Requirement
Return only how many lines in the data include the string "impl".

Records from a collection
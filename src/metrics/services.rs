use sqlx::PgPool;
use thiserror::Error;
use time::OffsetDateTime;
use uuid::Uuid;

use super::chart::{latest_per_day, months_back};
use super::dto::{
    CreateDistanceMetricRequest, CreateTemperatureMetricRequest, GetChartDataQuery,
    GetMetricsQuery, MetricsResponse,
};
use super::repo::{self, DistanceMetric, TemperatureMetric};
use super::units::{convert_distance, convert_temperature, DistanceUnit, MetricType, TemperatureUnit};

#[derive(Debug, Error)]
pub enum MetricsError {
    #[error("months must be \"1\" or \"2\", got \"{0}\"")]
    InvalidMonths(String),

    #[error("invalid chart window: {0}")]
    Window(#[from] time::error::ComponentRange),

    #[error("database error: {0}")]
    Db(#[from] sqlx::Error),
}

pub async fn create_distance_metric(
    db: &PgPool,
    req: CreateDistanceMetricRequest,
) -> Result<DistanceMetric, MetricsError> {
    let row = repo::insert_distance(db, Uuid::new_v4(), &req.user_id, req.date, req.value, req.unit)
        .await?;
    Ok(row)
}

pub async fn create_temperature_metric(
    db: &PgPool,
    req: CreateTemperatureMetricRequest,
) -> Result<TemperatureMetric, MetricsError> {
    let row =
        repo::insert_temperature(db, Uuid::new_v4(), &req.user_id, req.date, req.value, req.unit)
            .await?;
    Ok(row)
}

/// All of a user's samples for one metric type, date-descending, values
/// rescaled to the requested target unit when one is given.
pub async fn get_metrics(
    db: &PgPool,
    query: GetMetricsQuery,
) -> Result<MetricsResponse, MetricsError> {
    match query.metric_type {
        MetricType::Distance => {
            let rows = repo::list_distance_by_user(db, &query.user_id).await?;
            Ok(MetricsResponse::Distance(convert_distance_rows(
                rows,
                query.distance_unit,
            )))
        }
        MetricType::Temperature => {
            let rows = repo::list_temperature_by_user(db, &query.user_id).await?;
            Ok(MetricsResponse::Temperature(convert_temperature_rows(
                rows,
                query.temperature_unit,
            )))
        }
    }
}

/// Chart data: the user's samples from the last one or two calendar months
/// reduced to the latest entry per UTC day. Conversion runs after the
/// reduction, on the chosen representatives only.
pub async fn get_chart_data(
    db: &PgPool,
    query: GetChartDataQuery,
) -> Result<MetricsResponse, MetricsError> {
    let months = parse_months(&query.months)?;
    let end = OffsetDateTime::now_utc();
    let start = months_back(end, months)?;

    match query.metric_type {
        MetricType::Distance => {
            let rows = repo::list_distance_in_range(db, &query.user_id, start, end).await?;
            let daily = latest_per_day(rows, |m| m.date);
            Ok(MetricsResponse::Distance(convert_distance_rows(
                daily,
                query.distance_unit,
            )))
        }
        MetricType::Temperature => {
            let rows = repo::list_temperature_in_range(db, &query.user_id, start, end).await?;
            let daily = latest_per_day(rows, |m| m.date);
            Ok(MetricsResponse::Temperature(convert_temperature_rows(
                daily,
                query.temperature_unit,
            )))
        }
    }
}

/// The chart window is capped at two months; the query field stays a string
/// on the wire.
fn parse_months(raw: &str) -> Result<u32, MetricsError> {
    match raw {
        "1" => Ok(1),
        "2" => Ok(2),
        other => Err(MetricsError::InvalidMonths(other.to_string())),
    }
}

/// No target unit means stored units pass through untouched, mixed or not.
fn convert_distance_rows(
    rows: Vec<DistanceMetric>,
    target: Option<DistanceUnit>,
) -> Vec<DistanceMetric> {
    let Some(target) = target else { return rows };
    rows.into_iter()
        .map(|row| DistanceMetric {
            value: convert_distance(row.value, row.unit, target),
            unit: target,
            ..row
        })
        .collect()
}

fn convert_temperature_rows(
    rows: Vec<TemperatureMetric>,
    target: Option<TemperatureUnit>,
) -> Vec<TemperatureMetric> {
    let Some(target) = target else { return rows };
    rows.into_iter()
        .map(|row| TemperatureMetric {
            value: convert_temperature(row.value, row.unit, target),
            unit: target,
            ..row
        })
        .collect()
}
//! weft-sim library.
//!
//! Deterministic replication simulator for weft logs. Replicas append
//! entries and gossip their log manifests over a lossy simulated network;
//! after the run the [`oracle`] checks the CRDT invariants. Every random
//! choice comes from a seeded [`rng::DeterministicRng`], so a failing seed
//! replays exactly.
//!
//! # Conventions
//!
//! - **Errors**: `anyhow::Result` at this layer; log errors pass through.
//! - **Logging**: `tracing` macros (`info!`, `debug!`, `trace!`).

pub mod campaign;
pub mod network;
pub mod oracle;
pub mod replica;
pub mod rng;

use std::sync::Arc;

use anyhow::{Result, bail};
use serde::{Deserialize, Serialize};
use weft_core::config::WeftConfig;
use weft_core::{BlockStore, Log, MemoryStore};

use crate::network::{FaultConfig, NetworkMessage, SimulatedNetwork};
use crate::replica::{ReplicaId, ReplicaState, SimulatedReplica};
use crate::rng::DeterministicRng;

/// Log id shared by every replica of a run.
pub const SIM_LOG_ID: &str = "weft-sim";

/// Parameters of one simulation run.
#[derive(Debug, Clone, PartialEq, Eq, Serialize, Deserialize)]
pub struct SimulationConfig {
    pub seed: u64,
    pub replica_count: usize,
    pub rounds: u64,
    /// Peers each publishing replica sends its manifest to.
    pub fanout: usize,
    /// Chance per round that a replica appends.
    pub append_rate_percent: u8,
    /// Skip-link reach of each append.
    pub pointer_count: usize,
    pub fault: FaultConfig,
    /// Run a full pairwise exchange after the network drains.
    pub anti_entropy: bool,
    /// Sort, fetch and join settings of every replica's log.
    #[serde(default)]
    pub weft: WeftConfig,
}

impl Default for SimulationConfig {
    fn default() -> Self {
        Self {
            seed: 0,
            replica_count: 3,
            rounds: 12,
            fanout: 2,
            append_rate_percent: 50,
            pointer_count: 4,
            fault: FaultConfig::default(),
            anti_entropy: true,
            weft: WeftConfig::default(),
        }
    }
}

/// One step of a run, in execution order.
#[derive(Debug, Clone, PartialEq, Eq, Serialize, Deserialize)]
pub struct TraceEvent {
    pub round: u64,
    pub kind: TraceEventKind,
}

#[derive(Debug, Clone, PartialEq, Eq, Serialize, Deserialize)]
#[serde(tag = "type", rename_all = "snake_case")]
pub enum TraceEventKind {
    Append {
        replica: ReplicaId,
        hash: String,
        time: u64,
    },
    Send {
        from: ReplicaId,
        to: ReplicaId,
        manifest: String,
        dropped: bool,
        duplicated: bool,
        delay_rounds: u8,
    },
    Deliver {
        from: ReplicaId,
        to: ReplicaId,
        manifest: String,
        merged: usize,
    },
    Reorder {
        count: usize,
    },
    Partition {
        replica: ReplicaId,
        isolated: bool,
    },
    Heal,
    AntiEntropy {
        replica: ReplicaId,
        merged: usize,
    },
}

/// Everything a finished run produced.
#[derive(Debug, Clone)]
pub struct SimulationResult {
    pub trace: Vec<TraceEvent>,
    pub states: Vec<ReplicaState>,
    /// Final logs, one per replica.
    pub logs: Vec<Log>,
    pub converged: bool,
    /// Whether any fault actually fired.
    pub interesting_state_reached: bool,
}

impl SimulationResult {
    /// Hashes of every entry appended during the run.
    #[must_use]
    pub fn appended(&self) -> Vec<String> {
        self.trace
            .iter()
            .filter_map(|event| match &event.kind {
                TraceEventKind::Append { hash, .. } => Some(hash.clone()),
                _ => None,
            })
            .collect()
    }
}

/// Deterministic simulator for one seed.
#[derive(Debug)]
pub struct Simulator {
    config: SimulationConfig,
    rng: DeterministicRng,
    network: SimulatedNetwork,
    replicas: Vec<SimulatedReplica>,
    trace: Vec<TraceEvent>,
    round: u64,
}

impl Simulator {
    /// # Errors
    ///
    /// Fails on zero replicas or zero rounds, or if a replica's log cannot
    /// be built.
    pub fn new(config: SimulationConfig) -> Result<Self> {
        if config.replica_count == 0 {
            bail!("replica_count must be > 0");
        }
        if config.rounds == 0 {
            bail!("rounds must be > 0");
        }
        config.weft.validate()?;

        let store: Arc<dyn BlockStore> = Arc::new(MemoryStore::new());
        let replicas = (0..config.replica_count)
            .map(|id| {
                SimulatedReplica::new(id, config.seed, Arc::clone(&store), SIM_LOG_ID, &config.weft)
            })
            .collect::<Result<Vec<_>, _>>()?;

        Ok(Self {
            rng: DeterministicRng::new(config.seed),
            network: SimulatedNetwork::new(config.fault),
            replicas,
            trace: Vec::new(),
            round: 0,
            config,
        })
    }

    /// Run every round, drain the network and return the final state.
    ///
    /// # Errors
    ///
    /// Returns the first append, load or join error.
    #[tracing::instrument(skip(self), fields(seed = self.config.seed))]
    pub async fn run(&mut self) -> Result<SimulationResult> {
        for round in 0..self.config.rounds {
            self.round = round;
            self.maybe_partition();
            let delivery = self.network.deliver_ready(round, &mut self.rng);
            if delivery.reordered {
                self.record(TraceEventKind::Reorder {
                    count: delivery.delivered.len(),
                });
            }
            self.deliver(delivery.delivered).await?;
            self.write_and_publish().await?;
        }

        self.round = self.config.rounds;
        self.network.heal();
        self.record(TraceEventKind::Heal);
        let rest = self.network.drain(&mut self.rng);
        self.deliver(rest.delivered).await?;

        if self.config.anti_entropy {
            self.anti_entropy().await?;
        }

        let states: Vec<ReplicaState> = self.replicas.iter().map(SimulatedReplica::snapshot).collect();
        let converged = states.windows(2).all(|w| w[0].values == w[1].values);
        let interesting_state_reached = self.trace.iter().any(|event| {
            matches!(
                event.kind,
                TraceEventKind::Send { dropped: true, .. }
                    | TraceEventKind::Send {
                        duplicated: true,
                        ..
                    }
                    | TraceEventKind::Reorder { .. }
                    | TraceEventKind::Partition { .. }
            )
        });

        tracing::info!(
            events = self.trace.len(),
            entries = states.first().map_or(0, |s| s.len),
            converged,
            "simulation complete"
        );

        Ok(SimulationResult {
            trace: self.trace.clone(),
            logs: self.replicas.iter().map(|r| r.log().clone()).collect(),
            states,
            converged,
            interesting_state_reached,
        })
    }

    fn record(&mut self, kind: TraceEventKind) {
        tracing::trace!(round = self.round, ?kind, "trace");
        self.trace.push(TraceEvent {
            round: self.round,
            kind,
        });
    }

    fn maybe_partition(&mut self) {
        if !self
            .rng
            .hit_rate_percent(self.config.fault.partition_rate_percent)
        {
            return;
        }
        let replica = self.rng.next_index(self.replicas.len());
        let isolated = !self.network.is_partitioned(replica);
        self.network.set_partitioned(replica, isolated);
        self.record(TraceEventKind::Partition { replica, isolated });
    }

    async fn deliver(&mut self, messages: Vec<NetworkMessage>) -> Result<()> {
        for message in messages {
            let merged = self.replicas[message.to].receive(&message.manifest).await?;
            self.record(TraceEventKind::Deliver {
                from: message.from,
                to: message.to,
                manifest: message.manifest,
                merged,
            });
        }
        Ok(())
    }

    async fn write_and_publish(&mut self) -> Result<()> {
        let count = self.replicas.len();
        for from in 0..count {
            if !self.rng.hit_rate_percent(self.config.append_rate_percent) {
                continue;
            }
            let entry = self.replicas[from].append(self.config.pointer_count).await?;
            self.record(TraceEventKind::Append {
                replica: from,
                hash: entry.hash,
                time: entry.clock.time,
            });

            let (manifest, seq) = self.replicas[from].publish().await?;
            for to in self.peers(from) {
                let message = NetworkMessage {
                    from,
                    to,
                    manifest: manifest.clone(),
                    seq,
                };
                let outcome = self.network.send(&message, self.round, &mut self.rng);
                self.record(TraceEventKind::Send {
                    from,
                    to,
                    manifest: manifest.clone(),
                    dropped: outcome.dropped,
                    duplicated: outcome.duplicated,
                    delay_rounds: outcome.delay_rounds,
                });
            }
        }
        Ok(())
    }

    /// `fanout` distinct peers other than `from`, starting at a random offset.
    fn peers(&mut self, from: ReplicaId) -> Vec<ReplicaId> {
        let count = self.replicas.len();
        if count < 2 {
            return Vec::new();
        }
        let others = count - 1;
        let offset = self.rng.next_index(others);
        (0..self.config.fanout.min(others))
            .map(|k| (from + 1 + (offset + k) % others) % count)
            .collect()
    }

    /// Replica 0 pulls from everyone, then everyone pulls from replica 0.
    async fn anti_entropy(&mut self) -> Result<()> {
        for i in 1..self.replicas.len() {
            let peer = self.replicas[i].log().clone();
            let merged = self.replicas[0].join(&peer).await?;
            self.record(TraceEventKind::AntiEntropy { replica: 0, merged });
        }
        let hub = self.replicas[0].log().clone();
        for i in 1..self.replicas.len() {
            let merged = self.replicas[i].join(&hub).await?;
            self.record(TraceEventKind::AntiEntropy { replica: i, merged });
        }
        Ok(())
    }
}

#[cfg(test)]
mod tests {
    use super::*;

    fn lossless() -> FaultConfig {
        FaultConfig {
            max_delay_rounds: 1,
            drop_rate_percent: 0,
            duplicate_rate_percent: 0,
            reorder_rate_percent: 0,
            partition_rate_percent: 0,
        }
    }

    #[test]
    fn zero_replicas_rejected() {
        let config = SimulationConfig {
            replica_count: 0,
            ..SimulationConfig::default()
        };
        assert!(Simulator::new(config).is_err());
    }

    #[test]
    fn invalid_log_config_rejected() {
        let mut config = SimulationConfig::default();
        config.weft.log.sort = "newest-first".into();
        let err = Simulator::new(config).err().expect("unknown sort");
        assert!(err.to_string().contains("newest-first"));
    }

    #[test]
    fn peers_are_distinct_and_exclude_sender() {
        let mut sim = Simulator::new(SimulationConfig {
            replica_count: 5,
            fanout: 3,
            ..SimulationConfig::default()
        })
        .expect("sim");
        for from in 0..5 {
            let peers = sim.peers(from);
            assert_eq!(peers.len(), 3);
            assert!(!peers.contains(&from));
            let mut unique = peers.clone();
            unique.sort_unstable();
            unique.dedup();
            assert_eq!(unique.len(), 3);
        }
    }

    #[tokio::test]
    async fn gossip_alone_converges_without_faults() {
        let config = SimulationConfig {
            seed: 4,
            replica_count: 3,
            fanout: 2,
            append_rate_percent: 60,
            fault: lossless(),
            anti_entropy: false,
            ..SimulationConfig::default()
        };
        let result = Simulator::new(config)
            .expect("sim")
            .run()
            .await
            .expect("run");

        assert!(result.converged, "{:?}", result.states);
        assert!(!result.interesting_state_reached);
        let appended = result.appended().len();
        assert!(appended > 0);
        assert!(result.states.iter().all(|s| s.len == appended));
    }

    #[tokio::test]
    async fn anti_entropy_repairs_dropped_gossip() {
        let config = SimulationConfig {
            seed: 8,
            replica_count: 4,
            fanout: 1,
            fault: FaultConfig {
                drop_rate_percent: 40,
                partition_rate_percent: 20,
                ..FaultConfig::default()
            },
            ..SimulationConfig::default()
        };
        let result = Simulator::new(config)
            .expect("sim")
            .run()
            .await
            .expect("run");

        assert!(result.converged);
        assert!(result.interesting_state_reached);
        assert!(
            result
                .trace
                .iter()
                .any(|e| matches!(e.kind, TraceEventKind::AntiEntropy { .. }))
        );
    }

    #[tokio::test]
    async fn same_seed_same_trace() {
        let config = SimulationConfig {
            seed: 21,
            ..SimulationConfig::default()
        };
        let first = Simulator::new(config.clone())
            .expect("sim")
            .run()
            .await
            .expect("run");
        let second = Simulator::new(config).expect("sim").run().await.expect("run");
        assert_eq!(first.trace, second.trace);
        assert_eq!(first.states, second.states);
    }
}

Answer to this exercise
3